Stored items

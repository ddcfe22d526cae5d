use std::path::{Path, PathBuf};

use serde::{Deserialize, Serialize};

use crate::layout_engine::GridLayout;

pub fn config_dir() -> PathBuf {
    dirs::home_dir().unwrap_or_default().join(".config").join("tessera")
}
pub fn config_file() -> PathBuf { config_dir().join("config.toml") }
pub fn layouts_file() -> PathBuf { config_dir().join("layouts.ron") }

/// Expands a leading `~/` to the home directory.
pub fn expand_home(path: &Path) -> PathBuf {
    match (path.strip_prefix("~"), dirs::home_dir()) {
        (Ok(rest), Some(home)) => home.join(rest),
        _ => path.to_path_buf(),
    }
}

#[derive(Serialize, Deserialize, Debug, Clone, PartialEq, Default)]
#[serde(deny_unknown_fields)]
pub struct Config {
    #[serde(default)]
    pub settings: Settings,
}

#[derive(Serialize, Deserialize, Debug, Clone, PartialEq, Default)]
#[serde(deny_unknown_fields)]
pub struct Settings {
    /// RON file holding stored layouts; see [`layouts_file`] for the default.
    #[serde(default, skip_serializing_if = "Option::is_none")]
    pub layouts_file: Option<PathBuf>,
    #[serde(default)]
    pub navigation: NavigationSettings,
    #[serde(default)]
    pub default_layout: DefaultLayoutSettings,
    #[serde(default)]
    pub overlay: OverlaySettings,
}

#[derive(Serialize, Deserialize, Debug, Clone, PartialEq)]
#[serde(deny_unknown_fields)]
pub struct NavigationSettings {
    /// Continue onto the neighbouring display when a move runs out of tiles.
    #[serde(default = "yes")]
    pub cross_display: bool,
}

/// Grid used for displays without a stored layout.
#[derive(Serialize, Deserialize, Debug, Clone, PartialEq)]
#[serde(deny_unknown_fields)]
pub struct DefaultLayoutSettings {
    #[serde(default = "default_grid_dim")]
    pub columns: usize,
    #[serde(default = "default_grid_dim")]
    pub rows: usize,
}

#[derive(Serialize, Deserialize, Debug, Clone, Copy, PartialEq)]
#[serde(deny_unknown_fields)]
pub struct Color {
    pub r: f64,
    pub g: f64,
    pub b: f64,
    pub a: f64,
}

impl Color {
    pub const fn new(r: f64, g: f64, b: f64, a: f64) -> Self { Color { r, g, b, a } }

    pub fn with_alpha(self, a: f64) -> Self { Color { a, ..self } }
}

const ACCENT: Color = Color::new(12.0 / 255.0, 117.0 / 255.0, 222.0 / 255.0, 1.0);

#[derive(Serialize, Deserialize, Debug, Clone, PartialEq)]
#[serde(deny_unknown_fields)]
pub struct OverlaySettings {
    #[serde(default = "default_corner_radius")]
    pub corner_radius: f64,
    #[serde(default = "default_background")]
    pub background: Color,
    #[serde(default = "default_highlight")]
    pub highlight: Color,
    #[serde(default = "default_border")]
    pub border: Color,
}

impl Default for NavigationSettings {
    fn default() -> Self { Self { cross_display: true } }
}

impl Default for DefaultLayoutSettings {
    fn default() -> Self {
        Self {
            columns: default_grid_dim(),
            rows: default_grid_dim(),
        }
    }
}

impl Default for OverlaySettings {
    fn default() -> Self {
        Self {
            corner_radius: default_corner_radius(),
            background: default_background(),
            highlight: default_highlight(),
            border: default_border(),
        }
    }
}

fn yes() -> bool { true }

fn default_grid_dim() -> usize { 2 }

fn default_corner_radius() -> f64 { 10.0 }

fn default_background() -> Color { ACCENT.with_alpha(0.3) }

fn default_highlight() -> Color { ACCENT.with_alpha(0.6) }

fn default_border() -> Color { ACCENT }

impl Settings {
    pub fn layouts_path(&self) -> PathBuf {
        self.layouts_file.as_deref().map(expand_home).unwrap_or_else(layouts_file)
    }

    pub fn validate(&self) -> Vec<String> {
        let mut issues = Vec::new();
        issues.extend(self.default_layout.validate());
        issues.extend(self.overlay.validate());
        issues
    }
}

impl DefaultLayoutSettings {
    pub fn grid(&self) -> GridLayout {
        GridLayout {
            columns: self.columns,
            rows: self.rows,
        }
    }

    pub fn validate(&self) -> Vec<String> {
        let mut issues = Vec::new();
        if self.columns == 0 {
            issues.push("default_layout.columns must be at least 1".to_string());
        }
        if self.rows == 0 {
            issues.push("default_layout.rows must be at least 1".to_string());
        }
        issues
    }
}

impl OverlaySettings {
    pub fn validate(&self) -> Vec<String> {
        let mut issues = Vec::new();

        if self.corner_radius < 0.0 {
            issues.push(format!(
                "overlay.corner_radius must be non-negative, got {}",
                self.corner_radius
            ));
        }

        for (name, color) in [
            ("background", self.background),
            ("highlight", self.highlight),
            ("border", self.border),
        ] {
            for (channel, value) in [("r", color.r), ("g", color.g), ("b", color.b), ("a", color.a)] {
                if !(0.0..=1.0).contains(&value) {
                    issues.push(format!(
                        "overlay.{name}.{channel} must be between 0 and 1, got {value}"
                    ));
                }
            }
        }

        issues
    }
}

impl Config {
    pub fn read(path: &Path) -> anyhow::Result<Config> {
        let buf = std::fs::read_to_string(path)?;
        Self::parse(&buf)
    }

    pub fn parse(buf: &str) -> anyhow::Result<Config> { Ok(toml::from_str(buf)?) }

    /// Reads `path` if it exists, otherwise returns the defaults.
    pub fn read_or_default(path: &Path) -> anyhow::Result<Config> {
        if path.exists() { Self::read(path) } else { Ok(Config::default()) }
    }

    pub fn save(&self, path: &Path) -> anyhow::Result<()> {
        let toml_string = toml::to_string_pretty(self)?;
        if let Some(parent) = path.parent() {
            if !parent.as_os_str().is_empty() {
                std::fs::create_dir_all(parent)?;
            }
        }
        std::fs::write(path, toml_string.as_bytes())?;
        Ok(())
    }

    /// Validates the entire configuration and returns a list of issues found.
    pub fn validate(&self) -> Vec<String> { self.settings.validate() }
}
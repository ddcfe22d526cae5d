pub use std::collections::hash_map;

pub type HashMap<K, V> = rustc_hash::FxHashMap<K, V>;
pub type HashSet<T> = rustc_hash::FxHashSet<T>;
//! Vector path for a polygon with rounded corners.

use serde::Serialize;

use crate::sys::geometry::Point;
use crate::ui::boundary::{Polygon, Winding};

const EPSILON: f64 = 1e-6;

/// Sweep of an arc. `Increasing` runs from the start angle toward larger
/// angles, which on a y-down surface is clockwise.
#[derive(Debug, Clone, Copy, PartialEq, Eq, Serialize)]
#[serde(rename_all = "snake_case")]
pub enum Sweep {
    Increasing,
    Decreasing,
}

#[derive(Debug, Clone, Copy, PartialEq, Serialize)]
#[serde(rename_all = "snake_case")]
pub enum PathSegment {
    MoveTo(Point),
    LineTo(Point),
    Arc {
        center: Point,
        radius: f64,
        start_angle: f64,
        end_angle: f64,
        sweep: Sweep,
    },
    Close,
}

fn unit(from: Point, to: Point) -> Option<(Point, f64)> {
    let (dx, dy) = (to.x - from.x, to.y - from.y);
    let len = dx.hypot(dy);
    (len > 0.0).then(|| (Point::new(dx / len, dy / len), len))
}

/// Traces `polygon` as straight runs joined by circular arcs.
///
/// Each corner's radius is `radius` clamped to half the length of both
/// adjacent edges, so neighbouring arcs never overlap. Straight-through and
/// zero-radius corners stay sharp. The polygon is traced with positive
/// signed area whatever its input order.
pub fn rounded_outline(polygon: &Polygon, radius: f64) -> Vec<PathSegment> {
    if polygon.len() < 3 {
        return Vec::new();
    }
    let polygon = polygon.clone().with_winding(Winding::CounterClockwise);
    let points = polygon.points();
    let n = points.len();
    let radius = radius.max(0.0);

    let mut path = Vec::with_capacity(n * 2 + 1);
    for i in 0..n {
        let prev = points[(i + n - 1) % n];
        let current = points[i];
        let next = points[(i + 1) % n];
        let (Some((dir_in, len_in)), Some((dir_out, len_out))) =
            (unit(prev, current), unit(current, next))
        else {
            continue;
        };

        let r = radius.min(len_in / 2.0).min(len_out / 2.0);
        let start = Point::new(current.x - dir_in.x * r, current.y - dir_in.y * r);
        let end = Point::new(current.x + dir_out.x * r, current.y + dir_out.y * r);

        path.push(if path.is_empty() {
            PathSegment::MoveTo(start)
        } else {
            PathSegment::LineTo(start)
        });

        let turn = dir_in.x * dir_out.y - dir_in.y * dir_out.x;
        if r > EPSILON && turn.abs() > EPSILON {
            let center = Point::new(
                current.x - dir_in.x * r + dir_out.x * r,
                current.y - dir_in.y * r + dir_out.y * r,
            );
            path.push(PathSegment::Arc {
                center,
                radius: r,
                start_angle: (start.y - center.y).atan2(start.x - center.x),
                end_angle: (end.y - center.y).atan2(end.x - center.x),
                sweep: if turn > 0.0 { Sweep::Increasing } else { Sweep::Decreasing },
            });
        } else {
            path.push(PathSegment::LineTo(end));
        }
    }
    if !path.is_empty() {
        path.push(PathSegment::Close);
    }
    path
}

#[cfg(test)]
mod tests {
    use std::f64::consts::{FRAC_PI_2, PI};

    use super::*;
    use crate::sys::geometry::{IsWithin, Rect};
    use crate::ui::boundary::extract_boundary;

    fn arcs(path: &[PathSegment]) -> Vec<(Point, f64, Sweep)> {
        path.iter()
            .filter_map(|s| match *s {
                PathSegment::Arc { center, radius, sweep, .. } => Some((center, radius, sweep)),
                _ => None,
            })
            .collect()
    }

    #[test]
    fn square_gets_four_arcs() {
        let square = Polygon::from_rect(&Rect::new(0.0, 0.0, 100.0, 100.0));
        let path = rounded_outline(&square, 10.0);
        assert_eq!(path.len(), 9);
        assert_eq!(path[0], PathSegment::MoveTo(Point::new(0.0, 10.0)));
        assert_eq!(path[8], PathSegment::Close);

        let PathSegment::Arc { center, radius, start_angle, end_angle, sweep } = path[1] else {
            panic!("expected an arc, got {:?}", path[1]);
        };
        assert_eq!(center, Point::new(10.0, 10.0));
        assert_eq!(radius, 10.0);
        assert!(start_angle.is_within(1e-9, PI));
        assert!(end_angle.is_within(1e-9, -FRAC_PI_2));
        assert_eq!(sweep, Sweep::Increasing);
        assert!(arcs(&path).iter().all(|&(_, r, s)| r == 10.0 && s == Sweep::Increasing));
    }

    #[test]
    fn radius_is_clamped_to_half_the_shorter_edge() {
        let bar = Polygon::from_rect(&Rect::new(0.0, 0.0, 200.0, 12.0));
        let path = rounded_outline(&bar, 50.0);
        assert!(arcs(&path).iter().all(|&(_, r, _)| r == 6.0));
    }

    #[test]
    fn input_order_does_not_change_the_trace() {
        let square = Polygon::from_rect(&Rect::new(0.0, 0.0, 40.0, 40.0));
        assert_eq!(rounded_outline(&square.clone().reversed(), 5.0), rounded_outline(&square, 5.0));
    }

    #[test]
    fn concave_corner_turns_the_other_way() {
        let l_shape = extract_boundary(
            &Rect::new(0.0, 0.0, 100.0, 100.0),
            Some(&Rect::new(50.0, 50.0, 100.0, 100.0)),
        );
        let path = rounded_outline(&l_shape, 10.0);
        let arcs = arcs(&path);
        assert_eq!(arcs.len(), 6);
        let concave: Vec<_> = arcs.iter().filter(|a| a.2 == Sweep::Decreasing).collect();
        assert_eq!(concave.len(), 1);
        assert_eq!(concave[0].0, Point::new(60.0, 60.0));
    }

    #[test]
    fn zero_radius_is_all_straight() {
        let square = Polygon::from_rect(&Rect::new(0.0, 0.0, 10.0, 10.0));
        let path = rounded_outline(&square, 0.0);
        assert!(arcs(&path).is_empty());
        assert_eq!(path.len(), 9);
    }

    #[test]
    fn too_few_points_draw_nothing() {
        assert!(rounded_outline(&Polygon::empty(), 10.0).is_empty());
        let line = Polygon::new(vec![Point::new(0.0, 0.0), Point::new(5.0, 0.0)]);
        assert!(rounded_outline(&line, 10.0).is_empty());
    }
}
use serde::{Deserialize, Serialize};
use std::fmt;

use crate::error::GraphError;

/// Outgoing edge stored in a vertex's adjacency list
#[derive(Debug, Clone, Copy, PartialEq, Eq, Serialize, Deserialize)]
pub struct Edge {
    pub dest: usize,
    pub weight: i64,
}

impl Edge {
    pub fn new(dest: usize, weight: i64) -> Self {
        Self { dest, weight }
    }
}

/// Tentative or final distance from the source.
///
/// Every finite distance orders below `Unreached`, so `Ord` gives the
/// priority a min-heap or a linear scan needs.
#[derive(
    Debug, Clone, Copy, Default, PartialEq, Eq, PartialOrd, Ord, Hash, Serialize, Deserialize,
)]
pub enum Distance {
    Finite(i64),
    #[default]
    Unreached,
}

impl Distance {
    pub fn is_finite(&self) -> bool {
        matches!(self, Distance::Finite(_))
    }

    pub fn value(&self) -> Option<i64> {
        match self {
            Distance::Finite(d) => Some(*d),
            Distance::Unreached => None,
        }
    }

    /// Distance of the path extended by an edge of `weight`, or `None` when
    /// the sum does not fit in an `i64`. Unreached stays unreached.
    pub fn through(self, weight: i64) -> Option<Distance> {
        match self {
            Distance::Finite(d) => d.checked_add(weight).map(Distance::Finite),
            Distance::Unreached => Some(Distance::Unreached),
        }
    }
}

impl fmt::Display for Distance {
    fn fmt(&self, f: &mut fmt::Formatter<'_>) -> fmt::Result {
        match self {
            Distance::Finite(d) => write!(f, "{}", d),
            Distance::Unreached => write!(f, "INFINITE"),
        }
    }
}

/// Edge relaxation shared by every engine.
///
/// Returns the improved distance for the head of edge `src -> edge.dest`
/// when `dist_u + weight < dist_v`, `None` otherwise. An improvement whose
/// value does not fit in an `i64` is a `DistanceOverflow` error.
pub fn relax(
    src: usize,
    edge: &Edge,
    dist_u: Distance,
    dist_v: Distance,
) -> Result<Option<Distance>, GraphError> {
    if !dist_u.is_finite() {
        return Ok(None);
    }
    match dist_u.through(edge.weight) {
        Some(candidate) => Ok((candidate < dist_v).then_some(candidate)),
        // Above i64::MAX is never shorter than a finite distance.
        None if edge.weight > 0 && dist_v.is_finite() => Ok(None),
        None => Err(GraphError::DistanceOverflow {
            src,
            dest: edge.dest,
        }),
    }
}

/// Result of one single-source computation
#[derive(Debug, Clone, PartialEq, Eq, Serialize)]
pub struct ShortestPaths {
    pub source: usize,
    pub distances: Vec<Distance>,
    /// Last vertex on the best known path; only tracked by in-place Bellman-Ford
    pub predecessors: Option<Vec<Option<usize>>>,
}

impl ShortestPaths {
    pub fn distance_to(&self, vertex: usize) -> Option<Distance> {
        self.distances.get(vertex).copied()
    }

    pub fn predecessor(&self, vertex: usize) -> Option<usize> {
        self.predecessors.as_ref()?.get(vertex).copied().flatten()
    }

    /// Number of vertices with a finite distance (the source included)
    pub fn reached_count(&self) -> usize {
        self.distances.iter().filter(|d| d.is_finite()).count()
    }
}

/// Aggregate figures recomputed by a full adjacency traversal
#[derive(Debug, Clone, Copy, PartialEq, Eq, Serialize, Deserialize)]
pub struct GraphStats {
    pub num_nodes: usize,
    pub num_edges: usize,
    pub total_weight: i64,
}

#[cfg(test)]
mod tests {
    use super::*;

    #[test]
    fn test_finite_orders_below_unreached() {
        assert!(Distance::Finite(i64::MAX) < Distance::Unreached);
        assert!(Distance::Finite(-5) < Distance::Finite(3));
    }

    #[test]
    fn test_through() {
        assert_eq!(Distance::Unreached.through(-100), Some(Distance::Unreached));
        assert_eq!(Distance::Finite(2).through(3), Some(Distance::Finite(5)));
        assert_eq!(Distance::Finite(i64::MAX).through(1), None);
        assert_eq!(Distance::Finite(i64::MIN).through(-1), None);
    }

    #[test]
    fn test_relax_only_on_strict_improvement() {
        let edge = Edge::new(1, 3);
        assert_eq!(
            relax(0, &edge, Distance::Finite(2), Distance::Unreached),
            Ok(Some(Distance::Finite(5)))
        );
        assert_eq!(relax(0, &edge, Distance::Finite(2), Distance::Finite(5)), Ok(None));
        assert_eq!(
            relax(0, &Edge::new(1, -10), Distance::Unreached, Distance::Finite(0)),
            Ok(None)
        );
    }

    #[test]
    fn test_relax_overflow() {
        let overflow = Err(GraphError::DistanceOverflow { src: 4, dest: 1 });

        // Too long to store, but the head is not reached yet.
        let long = Edge::new(1, i64::MAX);
        assert_eq!(relax(4, &long, Distance::Finite(1), Distance::Unreached), overflow);
        // Too long to matter next to a finite distance.
        assert_eq!(relax(4, &long, Distance::Finite(1), Distance::Finite(9)), Ok(None));

        let below = Edge::new(1, -1);
        assert_eq!(relax(4, &below, Distance::Finite(i64::MIN), Distance::Finite(0)), overflow);
    }
}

→ **Exercise prompt**: Each line carrying the string "geometry" should be copied out from the entries.

→ **Completed exercise**:
use crate::sys::geometry::Point;
    use crate::sys::geometry::{IsWithin, Rect};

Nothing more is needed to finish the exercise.